== Exercise material

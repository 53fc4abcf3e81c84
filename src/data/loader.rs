use std::fs::File;
use std::path::Path;

use arrow::array::Array;
use arrow::util::display::{ArrayFormatter, FormatOptions};
use parquet::arrow::arrow_reader::ParquetRecordBatchReaderBuilder;

use super::error::DataError;
use super::model::RawTable;

// ---------------------------------------------------------------------------
// Public entry-point
// ---------------------------------------------------------------------------

/// Read a tabular file into text cells. Dispatch by extension.
///
/// Supported formats:
/// * `.csv`          – comma-delimited with a header row
/// * `.tsv` / `.tab` – tab-delimited with a header row
/// * `.parquet`      – flat columns; every value is rendered to text
///
/// Nothing is typed here; see [`super::normalize`].
pub fn load_file(path: &Path) -> Result<RawTable, DataError> {
    if !path.exists() {
        return Err(DataError::NotFound(path.to_path_buf()));
    }

    let ext = path
        .extension()
        .and_then(|e| e.to_str())
        .unwrap_or("")
        .to_ascii_lowercase();

    let table = match ext.as_str() {
        "csv" => load_delimited(path, b',')?,
        "tsv" | "tab" => load_delimited(path, b'\t')?,
        "parquet" | "pq" => load_parquet(path)?,
        other => return Err(DataError::UnsupportedExtension(other.to_string())),
    };

    if table.headers.iter().all(|h| h.is_empty()) {
        return Err(DataError::Empty(path.to_path_buf()));
    }

    log::info!(
        "Read {} rows x {} columns from {}",
        table.rows.len(),
        table.headers.len(),
        path.display()
    );
    Ok(table)
}

// ---------------------------------------------------------------------------
// Delimited text loader
// ---------------------------------------------------------------------------

/// Header row with column names, one record per line. Short rows are allowed;
/// their trailing cells read as missing.
fn load_delimited(path: &Path, delimiter: u8) -> Result<RawTable, DataError> {
    let csv_err = |source| DataError::Csv {
        path: path.to_path_buf(),
        source,
    };

    let file = File::open(path).map_err(|source| DataError::Io {
        path: path.to_path_buf(),
        source,
    })?;

    let mut reader = csv::ReaderBuilder::new()
        .delimiter(delimiter)
        .flexible(true)
        .from_reader(file);

    let headers: Vec<String> = reader
        .headers()
        .map_err(csv_err)?
        .iter()
        .map(normalize_header_name)
        .collect();

    let mut rows = Vec::new();
    for result in reader.records() {
        let record = result.map_err(csv_err)?;
        rows.push(record.iter().map(str::to_string).collect());
    }

    Ok(RawTable { headers, rows })
}

/// Spreadsheet exports often prefix the first header with a UTF-8 BOM, which
/// would otherwise make a required column look missing.
fn normalize_header_name(name: &str) -> String {
    name.trim_start_matches('\u{feff}').trim().to_string()
}

// ---------------------------------------------------------------------------
// Parquet loader
// ---------------------------------------------------------------------------

/// Load a Parquet file with flat (non-nested) columns.
///
/// Works with files written by both **Pandas** (`df.to_parquet()`) and
/// **Polars** (`df.write_parquet()`). Timestamps come out as ISO-8601 text,
/// nulls as empty cells.
fn load_parquet(path: &Path) -> Result<RawTable, DataError> {
    let parquet_err = |source| DataError::Parquet {
        path: path.to_path_buf(),
        source,
    };
    let arrow_err = |source| DataError::Arrow {
        path: path.to_path_buf(),
        source,
    };

    let file = File::open(path).map_err(|source| DataError::Io {
        path: path.to_path_buf(),
        source,
    })?;
    let builder = ParquetRecordBatchReaderBuilder::try_new(file).map_err(parquet_err)?;
    let headers: Vec<String> = builder
        .schema()
        .fields()
        .iter()
        .map(|f| f.name().clone())
        .collect();
    let reader = builder.build().map_err(parquet_err)?;

    let options = FormatOptions::default();
    let mut rows = Vec::new();

    for batch_result in reader {
        let batch = batch_result.map_err(arrow_err)?;
        let columns = batch.columns();
        let formatters = columns
            .iter()
            .map(|col| ArrayFormatter::try_new(col.as_ref(), &options))
            .collect::<Result<Vec<_>, _>>()
            .map_err(arrow_err)?;

        for row in 0..batch.num_rows() {
            let cells = columns
                .iter()
                .zip(&formatters)
                .map(|(col, fmt)| {
                    if col.is_null(row) {
                        String::new()
                    } else {
                        fmt.value(row).to_string()
                    }
                })
                .collect();
            rows.push(cells);
        }
    }

    Ok(RawTable { headers, rows })
}

#[cfg(test)]
mod tests {
    use std::io::Write;
    use std::sync::Arc;

    use arrow::array::{Float64Array, StringArray};
    use arrow::datatypes::{DataType, Field, Schema};
    use arrow::record_batch::RecordBatch;
    use parquet::arrow::ArrowWriter;

    use super::*;

    fn write_file(dir: &tempfile::TempDir, name: &str, body: &str) -> std::path::PathBuf {
        let path = dir.path().join(name);
        let mut f = File::create(&path).unwrap();
        f.write_all(body.as_bytes()).unwrap();
        path
    }

    #[test]
    fn missing_file_is_reported() {
        let dir = tempfile::tempdir().unwrap();
        let err = load_file(&dir.path().join("nope.csv")).unwrap_err();
        assert!(matches!(err, DataError::NotFound(_)));
        assert!(err.to_string().contains("nope.csv"));
    }

    #[test]
    fn csv_with_bom_and_short_rows() {
        let dir = tempfile::tempdir().unwrap();
        let body = "\u{feff}product_id,price,quantity\np1,10.5,2\np2,3\n";
        let path = write_file(&dir, "orders.csv", body);
        let table = load_file(&path).unwrap();
        assert_eq!(table.headers, vec!["product_id", "price", "quantity"]);
        assert_eq!(table.rows.len(), 2);
        assert_eq!(table.cell(0, 1), "10.5");
        assert_eq!(table.cell(1, 2), "");
    }

    #[test]
    fn tsv_uses_tab_delimiter() {
        let dir = tempfile::tempdir().unwrap();
        let path = write_file(&dir, "orders.tsv", "product_id\tprice\np1\t4\n");
        let table = load_file(&path).unwrap();
        assert_eq!(table.column_index("price"), Some(1));
        assert_eq!(table.cell(0, 1), "4");
    }

    #[test]
    fn empty_file_has_no_columns() {
        let dir = tempfile::tempdir().unwrap();
        let path = write_file(&dir, "empty.csv", "");
        assert!(matches!(load_file(&path), Err(DataError::Empty(_))));
    }

    #[test]
    fn unknown_extension_is_rejected() {
        let dir = tempfile::tempdir().unwrap();
        let path = write_file(&dir, "orders.xlsx", "x");
        assert!(matches!(
            load_file(&path),
            Err(DataError::UnsupportedExtension(ext)) if ext == "xlsx"
        ));
    }

    #[test]
    fn parquet_columns_become_text() {
        let dir = tempfile::tempdir().unwrap();
        let path = dir.path().join("orders.parquet");

        let schema = Arc::new(Schema::new(vec![
            Field::new("product_id", DataType::Utf8, false),
            Field::new("price", DataType::Float64, true),
        ]));
        let batch = RecordBatch::try_new(
            schema.clone(),
            vec![
                Arc::new(StringArray::from(vec!["p1", "p2"])),
                Arc::new(Float64Array::from(vec![Some(12.5), None])),
            ],
        )
        .unwrap();
        let file = File::create(&path).unwrap();
        let mut writer = ArrowWriter::try_new(file, schema, None).unwrap();
        writer.write(&batch).unwrap();
        writer.close().unwrap();

        let table = load_file(&path).unwrap();
        assert_eq!(table.headers, vec!["product_id", "price"]);
        assert_eq!(table.cell(0, 0), "p1");
        assert_eq!(table.cell(0, 1).parse::<f64>().unwrap(), 12.5);
        assert_eq!(table.cell(1, 1), "");
    }
}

====

-- Exercise requirements --
Lines with the string "StringArray": say how many appear in the entries above, giving the number alone.

-- Exercise result --
2